State of crisis: Greens demand NSW Labor match Victorian funding to combat domestic and family violence epidemic

Today in Parliament, Abigail gave notice of a motion demanding the NSW Labor Government commit to properly funding domestic and family violence services and programs, at a level on par with the Victorian Government as a bare minimum.

Abigail said:

I give notice that on the next sitting day I will move: 

(1) That this House notes that:

  • NSW domestic and family violence services have been funded at levels significantly below demand for decades and that measures to prevent, respond to and aid recovery from domestic and family violence have not received adequate funding from government;
  • the levels of funding provided by the NSW Government for domestic and family violence services and programs has significantly lagged behind that spent in Victoria, including:
    • in the 2020-21 Budget, the NSW Government committed $160.5 million compared to $435.7 million dollars by the Victorian Government;
    • in the 2021-22 Budget, the NSW Government committed $204.9 million compared to $582.6 million in Victoria;
    • in the 2022-23 Budget, the NSW Government committed $262.7 million compared to $613 million in Victoria; and
    • the NSW Labor Government’s 2023-24 Budget delivered only $39.1 million in new funding overall for domestic, family and sexual violence initiatives compared to at least $77 million of new funding in Victoria; and
  • in its 2023-24 budget submission, Domestic Violence NSW (DVNSW) called for an annual funding increase of $176.35 million, to which the NSW Labor Government responded by providing barely 20% of that recommended amount.

(2) That this House further notes that:

  • the NSW Women’s Alliance, a coalition of peak organisations and state-wide specialist service providers with expertise in preventing and responding to sexual, domestic and family violence and chaired by DVNSW, put forward a comprehensive plan for responding to domestic and family violence in the lead up to both the 2019 and 2023 state elections;
  • DVNSW, the peak body for specialist domestic and family violence services in NSW, representing over 170 member organisations, prepares a budget submission each year as part of the NSW Budget process, setting out priorities for funding and other reform;
  • together the domestic and family violence sector in NSW, including victim-survivors, frontline workers and other experts, has been providing specialist advice to the NSW Government for decades, setting out in detail the measures and funding required to be implemented to tackle domestic and family violence and increase the safety and wellbeing of women and children in NSW; and
  • successive NSW governments have failed to heed the domestic and family violence sector’s calls for greater long-term secure funding, leaving the sector in crisis with demand for services unable to be met, workers leaving the sector for less precarious and better paid roles, and victim-survivors being unable to find safe shelter or resources to rebuild their lives.   

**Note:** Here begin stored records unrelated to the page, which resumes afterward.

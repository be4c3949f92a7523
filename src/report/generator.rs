//! Report generation.
//!
//! Every command result is wrapped in a [`Report`] with run metadata and
//! rendered either as pretty JSON or as Markdown. The Markdown renderer
//! works on the serialized JSON form, so any serializable result can be
//! shown: flat mappings become two-column tables, mappings of records and
//! sequences of records become wide tables, and anything else becomes a
//! section per field.

use anyhow::Result;
use chrono::{DateTime, Utc};
use serde::Serialize;
use serde_json::Value;

/// Run information shown above a result.
#[derive(Debug, Clone, Serialize)]
pub struct ReportMetadata {
    pub command: String,
    pub generated_at: DateTime<Utc>,
    pub store_url: String,
    /// Index rows skipped because of an unexpected shape.
    pub malformed_rows: u64,
    pub duration_seconds: f64,
}

/// A command result with its metadata.
#[derive(Debug, Clone, Serialize)]
pub struct Report<T: Serialize> {
    pub metadata: ReportMetadata,
    pub result: T,
}

/// Generate a JSON report.
pub fn generate_json_report<T: Serialize>(report: &Report<T>) -> Result<String> {
    serde_json::to_string_pretty(report).map_err(Into::into)
}

/// Generate a Markdown report.
pub fn generate_markdown_report<T: Serialize>(report: &Report<T>) -> Result<String> {
    let mut output = String::new();

    output.push_str(&format!("# areascope: {}\n\n", report.metadata.command));
    output.push_str(&generate_metadata_section(&report.metadata));

    output.push_str("## Result\n\n");
    let value = serde_json::to_value(&report.result)?;
    render_value(&mut output, 3, &value);

    output.push_str(&generate_footer());

    Ok(output)
}

/// Generate the metadata section.
fn generate_metadata_section(metadata: &ReportMetadata) -> String {
    let mut section = String::new();

    section.push_str("## Metadata\n\n");
    section.push_str(&format!(
        "- **Generated:** {}\n",
        metadata.generated_at.format("%Y-%m-%d %H:%M:%S UTC")
    ));
    section.push_str(&format!("- **Store:** {}\n", metadata.store_url));
    if metadata.malformed_rows > 0 {
        section.push_str(&format!(
            "- **Malformed Rows Skipped:** {}\n",
            metadata.malformed_rows
        ));
    }
    section.push_str(&format!(
        "- **Duration:** {:.1}s\n",
        metadata.duration_seconds
    ));
    section.push('\n');

    section
}

fn generate_footer() -> String {
    "---\n\n*Report generated by areascope*\n".to_string()
}

fn is_scalar(value: &Value) -> bool {
    !matches!(value, Value::Object(_) | Value::Array(_))
}

fn is_record(value: &Value) -> bool {
    matches!(value, Value::Object(_))
}

/// Render any JSON value at the given heading depth.
fn render_value(out: &mut String, depth: usize, value: &Value) {
    match value {
        Value::Object(map) if map.is_empty() => out.push_str("_No data._\n\n"),
        Value::Array(items) if items.is_empty() => out.push_str("_No data._\n\n"),

        // Area -> count and similar.
        Value::Object(map) if map.values().all(is_scalar) => {
            let rows: Vec<Vec<String>> = map
                .iter()
                .map(|(key, value)| vec![escape(key), cell(value)])
                .collect();
            push_table(out, &["Key".to_string(), "Value".to_string()], &rows);
        }

        // Area -> record.
        Value::Object(map) if map.values().all(is_record) => {
            let records: Vec<(Option<&str>, &Value)> =
                map.iter().map(|(k, v)| (Some(k.as_str()), v)).collect();
            push_record_table(out, &records);
        }

        Value::Array(items) if items.iter().all(is_record) => {
            let records: Vec<(Option<&str>, &Value)> = items.iter().map(|v| (None, v)).collect();
            push_record_table(out, &records);
        }

        Value::Array(items) => {
            for item in items {
                out.push_str(&format!("- {}\n", cell(item)));
            }
            out.push('\n');
        }

        // A struct with mixed fields: one line or section per field.
        Value::Object(map) => {
            let mut scalars_written = false;
            for (key, value) in map.iter().filter(|(_, v)| is_scalar(v)) {
                out.push_str(&format!("- **{}:** {}\n", title_case(key), cell(value)));
                scalars_written = true;
            }
            if scalars_written {
                out.push('\n');
            }
            for (key, value) in map.iter().filter(|(_, v)| !is_scalar(v)) {
                out.push_str(&format!("{} {}\n\n", "#".repeat(depth.min(6)), title_case(key)));
                render_value(out, depth + 1, value);
            }
        }

        scalar => out.push_str(&format!("{}\n\n", cell(scalar))),
    }
}

/// Table of records, nested fields flattened into dotted columns.
fn push_record_table(out: &mut String, records: &[(Option<&str>, &Value)]) {
    let flattened: Vec<Vec<(String, Value)>> = records
        .iter()
        .map(|(_, record)| {
            let mut fields = Vec::new();
            flatten("", record, &mut fields);
            fields
        })
        .collect();

    // Columns in first-seen order.
    let mut columns: Vec<String> = Vec::new();
    for fields in &flattened {
        for (name, _) in fields {
            if !columns.contains(name) {
                columns.push(name.clone());
            }
        }
    }

    let keyed = records.iter().any(|(key, _)| key.is_some());
    let mut header = Vec::new();
    if keyed {
        header.push("Key".to_string());
    }
    header.extend(columns.iter().map(|c| escape(c)));

    let rows: Vec<Vec<String>> = records
        .iter()
        .zip(&flattened)
        .map(|((key, _), fields)| {
            let mut row = Vec::new();
            if keyed {
                row.push(escape(key.unwrap_or_default()));
            }
            for column in &columns {
                let value = fields
                    .iter()
                    .find(|(name, _)| name == column)
                    .map(|(_, v)| cell(v))
                    .unwrap_or_default();
                row.push(value);
            }
            row
        })
        .collect();

    push_table(out, &header, &rows);
}

fn flatten(prefix: &str, value: &Value, out: &mut Vec<(String, Value)>) {
    match value {
        Value::Object(map) if !map.is_empty() => {
            for (key, value) in map {
                let name = if prefix.is_empty() {
                    key.clone()
                } else {
                    format!("{}.{}", prefix, key)
                };
                flatten(&name, value, out);
            }
        }
        Value::Object(_) => {}
        other => out.push((prefix.to_string(), other.clone())),
    }
}

fn push_table(out: &mut String, header: &[String], rows: &[Vec<String>]) {
    out.push_str(&format!("| {} |\n", header.join(" | ")));
    out.push_str(&format!(
        "|{}\n",
        header.iter().map(|_| "---|").collect::<String>()
    ));
    for row in rows {
        out.push_str(&format!("| {} |\n", row.join(" | ")));
    }
    out.push('\n');
}

/// Format one value for a table cell.
fn cell(value: &Value) -> String {
    match value {
        Value::Null => "-".to_string(),
        Value::String(s) => escape(s),
        Value::Number(n) => match n.as_f64() {
            Some(f) if n.is_f64() => format!("{:.4}", f),
            _ => n.to_string(),
        },
        other => escape(&other.to_string()),
    }
}

fn escape(text: &str) -> String {
    text.replace('|', "\\|").replace('\n', " ")
}

fn title_case(key: &str) -> String {
    key.split('_')
        .filter(|word| !word.is_empty())
        .map(|word| {
            let mut chars = word.chars();
            match chars.next() {
                Some(first) => first.to_uppercase().chain(chars).collect(),
                None => String::new(),
            }
        })
        .collect::<Vec<String>>()
        .join(" ")
}
/// Trim and lower-case a keyword. Blank and absent keywords both become `None`.
pub fn normalize_keyword(keyword: Option<&str>) -> Option<String> {
    keyword
        .map(|k| k.trim().to_lowercase())
        .filter(|k| !k.is_empty())
}

/// Read-only analytical queries over the verified views.
pub struct AggregationQueries {
    store: Arc<dyn DocumentStore>,
    verified: VerifiedViews,
    views: ViewsConfig,
    config: QueryConfig,
    diagnostics: RowDiagnostics,
}

impl AggregationQueries {
    pub fn new(
        store: Arc<dyn DocumentStore>,
        verified: VerifiedViews,
        views: ViewsConfig,
        config: QueryConfig,
    ) -> Self {
        Self {
            store,
            verified,
            views,
            config,
            diagnostics: RowDiagnostics::new(),
        }
    }

    /// Malformed rows skipped by any query so far.
    pub fn diagnostics(&self) -> &RowDiagnostics {
        &self.diagnostics
    }

    fn global_view(&self, view: &str) -> ViewId {
        ViewId::new(&self.views.database, &self.views.global_design, view)
    }

    fn partitioned_view(&self, view: &str) -> ViewId {
        ViewId::new(&self.views.database, &self.views.partitioned_design, view)
    }

    async fn query(
        &self,
        view: &ViewId,
        options: QueryOptions,
    ) -> Result<Vec<IndexRow>, QueryError> {
        if !self.verified.contains(view) {
            return Err(QueryError::IndexUnavailable(view.clone()));
        }

        let options = options.stale(self.config.stale_ok);
        debug!("Querying {} with {:?}", view, options);

        self.store
            .query_index(&view.database, &view.design, &view.view, &options)
            .await
            .map_err(|e| match e {
                StoreError::NotFound(_) => QueryError::IndexUnavailable(view.clone()),
                other => QueryError::Store(other),
            })
    }

    /// Number of statuses per area. Areas with a zero count are omitted.
    pub async fn count_by_area(&self) -> Result<AreaCounts, QueryError> {
        let view = self.global_view(&self.views.count);
        let rows = self.query(&view, QueryOptions::grouped()).await?;

        let grouped = group_and_merge(
            rows,
            &self.diagnostics,
            &view,
            |row| Ok((area_key(&row.key)?, count_value(&row.value)?)),
            |total: &mut u64, n| *total += n,
        );

        Ok(grouped.into_iter().filter(|(_, n)| *n > 0).collect())
    }

    /// Number of statuses mentioning `keyword`, per area.
    pub async fn keyword_count_all_areas(&self, keyword: &str) -> Result<AreaCounts, QueryError> {
        let keyword = normalize_keyword(Some(keyword)).ok_or(QueryError::EmptyKeyword)?;
        let view = self.global_view(&self.views.keyword);
        let options =
            QueryOptions::grouped().range(json!([keyword]), json!([keyword, {}]));
        let rows = self.query(&view, options).await?;

        let grouped = group_and_merge(
            rows,
            &self.diagnostics,
            &view,
            |row| {
                let parts = composite_key(&row.key, 2)?;
                if parts[0].as_str() != Some(keyword.as_str()) {
                    return Err(format!("row outside the range of '{}'", keyword));
                }
                Ok((area_key(&parts[1])?, count_value(&row.value)?))
            },
            |total: &mut u64, n| *total += n,
        );

        Ok(grouped.into_iter().collect())
    }

    /// Up to `limit` statuses of one area, optionally filtered by keyword.
    ///
    /// Without a keyword the unfiltered document index of the partition is
    /// used. Documents from any other partition are never returned.
    pub async fn keyword_documents_in_area(
        &self,
        keyword: Option<&str>,
        area: &str,
        limit: Option<usize>,
    ) -> Result<Vec<Value>, QueryError> {
        let area = area.trim();
        if area.is_empty() {
            return Err(QueryError::MissingArea);
        }
        let limit = limit.unwrap_or(self.config.documents_limit);

        let (view, options) = match normalize_keyword(keyword) {
            Some(keyword) => (
                self.partitioned_view(&self.views.keyword),
                QueryOptions::unreduced().key(json!(keyword)),
            ),
            None => (
                self.partitioned_view(&self.views.documents),
                QueryOptions::unreduced(),
            ),
        };
        let options = options.partition(Some(area)).include_docs().limit(limit);
        let rows = self.query(&view, options).await?;

        let mut documents = Vec::with_capacity(rows.len());
        for row in rows {
            if row.partition() != Some(area) {
                debug!("Dropping row {:?} outside partition {}", row.id, area);
                continue;
            }
            match row.doc {
                Some(doc) => documents.push(doc),
                None => self.diagnostics.record(&view, &row, "row has no document"),
            }
        }
        documents.truncate(limit);

        Ok(documents)
    }

    /// Most frequent hashtags, overall or within one area.
    pub async fn top_hashtags(&self, area: Option<&str>) -> Result<Vec<HashtagCount>, QueryError> {
        let area = area.map(str::trim).filter(|a| !a.is_empty());
        let (view, k) = match area {
            Some(_) => (self.partitioned_view(&self.views.hashtags), self.config.top_k_area),
            None => (self.global_view(&self.views.hashtags), self.config.top_k_global),
        };
        let rows = self
            .query(&view, QueryOptions::unreduced().partition(area))
            .await?;

        let tallied = group_and_merge(
            rows,
            &self.diagnostics,
            &view,
            |row| match row.key.as_str() {
                Some(tag) if !tag.is_empty() => Ok((tag.to_string(), ())),
                _ => Err("expected a hashtag key".to_string()),
            },
            |frequency: &mut u64, ()| *frequency += 1,
        );

        Ok(top_k(tallied, k))
    }

    /// Positive, negative and neutral status counts per area.
    pub async fn sentiment_by_area(&self) -> Result<BTreeMap<String, SentimentCounts>, QueryError> {
        let view = self.global_view(&self.views.sentiment);
        let rows = self.query(&view, QueryOptions::grouped()).await?;

        let grouped = group_and_merge(
            rows,
            &self.diagnostics,
            &view,
            |row| {
                let parts = composite_key(&row.key, 2)?;
                let area = area_key(&parts[0])?;
                let class = SentimentClass::from_key(&parts[1])
                    .ok_or_else(|| format!("unknown sentiment class {}", parts[1]))?;
                Ok((area, (class, count_value(&row.value)?)))
            },
            |record: &mut SentimentCounts, (class, n)| record.add(class, n),
        );

        Ok(grouped.into_iter().collect())
    }

    /// Activity mentions per area, for one category or all of them.
    pub async fn activity_by_area(
        &self,
        category: Option<ActivityCategory>,
    ) -> Result<AreaCounts, QueryError> {
        let view = self.global_view(&self.views.activity);
        let rows = self.query(&view, QueryOptions::grouped()).await?;

        let grouped = group_and_merge(
            rows,
            &self.diagnostics,
            &view,
            |row| {
                let area = area_key(&row.key)?;
                let vector = vector_value(&row.value, ActivityCategory::ALL.len())?;
                let count = match category {
                    Some(category) => vector[category.index()],
                    None => vector.iter().sum(),
                };
                Ok((area, as_count(count)?))
            },
            |total: &mut u64, n| *total += n,
        );

        Ok(grouped.into_iter().collect())
    }

    /// Corpus-wide totals with weekday and hour distributions.
    pub async fn summary(&self) -> Result<CorpusSummary, QueryError> {
        let (total_statuses, weekday, hours) =
            futures::try_join!(self.total_statuses(), self.weekday(), self.hours())?;

        Ok(CorpusSummary {
            total_statuses,
            weekday,
            hours,
        })
    }

    async fn total_statuses(&self) -> Result<u64, QueryError> {
        let view = self.global_view(&self.views.count);
        let options = QueryOptions {
            reduce: Some(true),
            ..QueryOptions::default()
        };
        let rows = self.query(&view, options).await?;

        let mut total = 0;
        for row in rows {
            match count_value(&row.value) {
                Ok(n) => total += n,
                Err(reason) => self.diagnostics.record(&view, &row, &reason),
            }
        }
        Ok(total)
    }

    async fn weekday(&self) -> Result<Vec<Bucket>, QueryError> {
        let view = self.global_view(&self.views.weekday);
        let rows = self.query(&view, QueryOptions::grouped()).await?;

        let mut days = group_and_merge(
            rows,
            &self.diagnostics,
            &view,
            |row| {
                let day = row
                    .key
                    .as_str()
                    .and_then(|day| WEEKDAYS.iter().position(|d| *d == day))
                    .ok_or_else(|| format!("unknown weekday {}", row.key))?;
                Ok((day, count_value(&row.value)?))
            },
            |total: &mut u64, n| *total += n,
        );
        days.sort_by_key(|(day, _)| *day);

        Ok(days
            .into_iter()
            .map(|(day, count)| Bucket {
                label: WEEKDAYS[day].to_string(),
                count,
            })
            .collect())
    }

    async fn hours(&self) -> Result<Vec<Bucket>, QueryError> {
        let view = self.global_view(&self.views.hour);
        let rows = self.query(&view, QueryOptions::grouped()).await?;

        let mut hours = group_and_merge(
            rows,
            &self.diagnostics,
            &view,
            |row| {
                let hour = row
                    .key
                    .as_u64()
                    .filter(|h| *h < 24)
                    .ok_or_else(|| format!("expected an hour of the day, got {}", row.key))?;
                Ok((hour, count_value(&row.value)?))
            },
            |total: &mut u64, n| *total += n,
        );
        hours.sort_by_key(|(hour, _)| *hour);

        Ok(hours
            .into_iter()
            .map(|(hour, count)| Bucket {
                label: hour.to_string(),
                count,
            })
            .collect())
    }
}
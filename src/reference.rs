//! Reference data cache.
//!
//! Reference datasets (socioeconomic scores per area) and area boundary
//! geometry are bulk-loaded from the store on first use and kept for the
//! life of the process. Concurrent first requests for the same dataset
//! share a single fetch. A failed fetch is not cached.

use crate::config::{BoundariesConfig, ReferenceConfig};
use crate::error::{ReferenceError, StoreError};
use crate::models::{ReferenceEntry, ReferenceSeries};
use crate::store::DocumentStore;
use serde_json::Value;
use std::collections::{BTreeMap, HashMap};
use std::future::Future;
use std::sync::Arc;
use tokio::sync::{Mutex, OnceCell};
use tracing::{debug, info};

const BOUNDARIES_KEY: &str = "boundaries";

/// At most one in-flight load per key; successful loads are kept.
struct SingleFlight<T> {
    cells: Mutex<HashMap<String, Arc<OnceCell<Arc<T>>>>>,
}

impl<T> SingleFlight<T> {
    fn new() -> Self {
        Self {
            cells: Mutex::new(HashMap::new()),
        }
    }

    async fn get_or_try_load<F, Fut, E>(&self, key: &str, load: F) -> Result<Arc<T>, E>
    where
        F: FnOnce() -> Fut,
        Fut: Future<Output = Result<T, E>>,
    {
        let cell = {
            let mut cells = self.cells.lock().await;
            Arc::clone(cells.entry(key.to_string()).or_default())
        };

        // Waiters block on the cell; if the load fails the next one retries.
        cell.get_or_try_init(|| async move { load().await.map(Arc::new) })
            .await
            .cloned()
    }
}

/// Process-lifetime cache of reference series and area boundaries.
pub struct ReferenceCache {
    store: Arc<dyn DocumentStore>,
    references: BTreeMap<String, ReferenceConfig>,
    boundaries_config: BoundariesConfig,
    series: SingleFlight<ReferenceSeries>,
    boundaries: SingleFlight<Vec<Value>>,
}

impl ReferenceCache {
    pub fn new(
        store: Arc<dyn DocumentStore>,
        references: BTreeMap<String, ReferenceConfig>,
        boundaries_config: BoundariesConfig,
    ) -> Self {
        Self {
            store,
            references,
            boundaries_config,
            series: SingleFlight::new(),
            boundaries: SingleFlight::new(),
        }
    }

    /// A reference series, loaded on first use.
    pub async fn series(&self, name: &str) -> Result<Arc<ReferenceSeries>, ReferenceError> {
        let config = self
            .references
            .get(name)
            .ok_or_else(|| ReferenceError::UnknownSeries(name.to_string()))?;

        self.series
            .get_or_try_load(name, || async {
                let documents = self.load(name, &config.database).await?;
                let series = parse_series(name, config, &documents);
                info!(
                    "Loaded reference series '{}' ({} areas)",
                    name,
                    series.entries.len()
                );
                Ok(series)
            })
            .await
    }

    /// Area boundary features, loaded on first use.
    pub async fn boundaries(&self) -> Result<Arc<Vec<Value>>, ReferenceError> {
        self.boundaries
            .get_or_try_load(BOUNDARIES_KEY, || async {
                let documents = self
                    .load(BOUNDARIES_KEY, &self.boundaries_config.database)
                    .await?;
                let features: Vec<Value> = documents
                    .into_iter()
                    .filter(|doc| {
                        !is_excluded(document_id(doc), &self.boundaries_config.excluded_areas)
                    })
                    .collect();
                info!("Loaded {} area boundaries", features.len());
                Ok(features)
            })
            .await
    }

    async fn load(&self, name: &str, database: &str) -> Result<Vec<Value>, ReferenceError> {
        debug!("Fetching all documents of {} for '{}'", database, name);
        self.store
            .list_all_documents(database)
            .await
            .map_err(|source: StoreError| ReferenceError::Fetch {
                name: name.to_string(),
                source,
            })
    }
}

fn document_id(doc: &Value) -> Option<&str> {
    doc.get("_id").and_then(Value::as_str)
}

fn is_excluded(area: Option<&str>, excluded: &[String]) -> bool {
    match area {
        Some(area) => area.starts_with("_design/") || excluded.iter().any(|e| e == area),
        None => false,
    }
}

/// A finite number, or a string holding one.
fn numeric_field(doc: &Value, field: &str) -> Option<f64> {
    let value = match doc.get(field)? {
        Value::Number(n) => n.as_f64(),
        Value::String(s) => s.trim().parse::<f64>().ok(),
        _ => None,
    }?;
    value.is_finite().then_some(value)
}

fn area_field(doc: &Value, field: &str) -> Option<String> {
    match doc.get(field) {
        Some(Value::String(s)) => Some(s.clone()),
        Some(Value::Number(n)) => Some(n.to_string()),
        _ => document_id(doc).map(str::to_string),
    }
}

/// Build a series from raw documents.
///
/// Documents without a usable score are skipped, as are sentinel areas.
fn parse_series(name: &str, config: &ReferenceConfig, documents: &[Value]) -> ReferenceSeries {
    let mut entries = BTreeMap::new();
    let mut skipped = 0usize;

    for doc in documents {
        if document_id(doc).is_some_and(|id| id.starts_with("_design/")) {
            continue;
        }
        let Some(area) = area_field(doc, &config.area_field) else {
            skipped += 1;
            continue;
        };
        if is_excluded(Some(&area), &config.excluded_areas) {
            continue;
        }
        let Some(score) = numeric_field(doc, &config.score_field) else {
            skipped += 1;
            continue;
        };

        entries.insert(
            area,
            ReferenceEntry {
                score,
                population: numeric_field(doc, &config.population_field),
            },
        );
    }

    if skipped > 0 {
        debug!("Skipped {} unusable document(s) in '{}'", skipped, name);
    }

    ReferenceSeries {
        name: name.to_string(),
        entries,
    }
}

(3) That this House notes that, ahead of the 2024-25 budget, DVNSW has called for measures including:

  • a funding increase of $145 million annually for existing domestic and family violence services to meet current demand;
  • an additional $80 million annually to expand specialist services to respond directly to women, children and young people impacted by domestic and family violence, so nobody seeking assistance ever needs to be turned away;
  • $100 million over the next four years to stop the violence before it starts by releasing, funding, and implementing the NSW Strategy for the Prevention of Domestic, Family and Sexual Violence 2024-2027;
  • the immediate construction of 7,500 new social and affordable homes in NSW each year for 20 years and an exit pathway out of crisis refuges by building an additional transitional homes for women, children and young people; and
  • an increase to the core funding of DVNSW and additional funding to assist it in its support and advisory functions.

(4) That this House further notes that:

  • the NSW Government’s recently announced so-called ‘emergency package’ provides funding of $230 million over four years, which is less than a quarter of what the domestic and family violence sector has been calling for; and
  • even including the recently announced funding, NSW will still be funding domestic and family violence responses at between half and two thirds of what is provided by the Victorian Government.

(5) That this House calls on the NSW Labor Government to commit to providing funding to tackle the domestic and family violence crisis at a level at least comparable to the Victorian Government.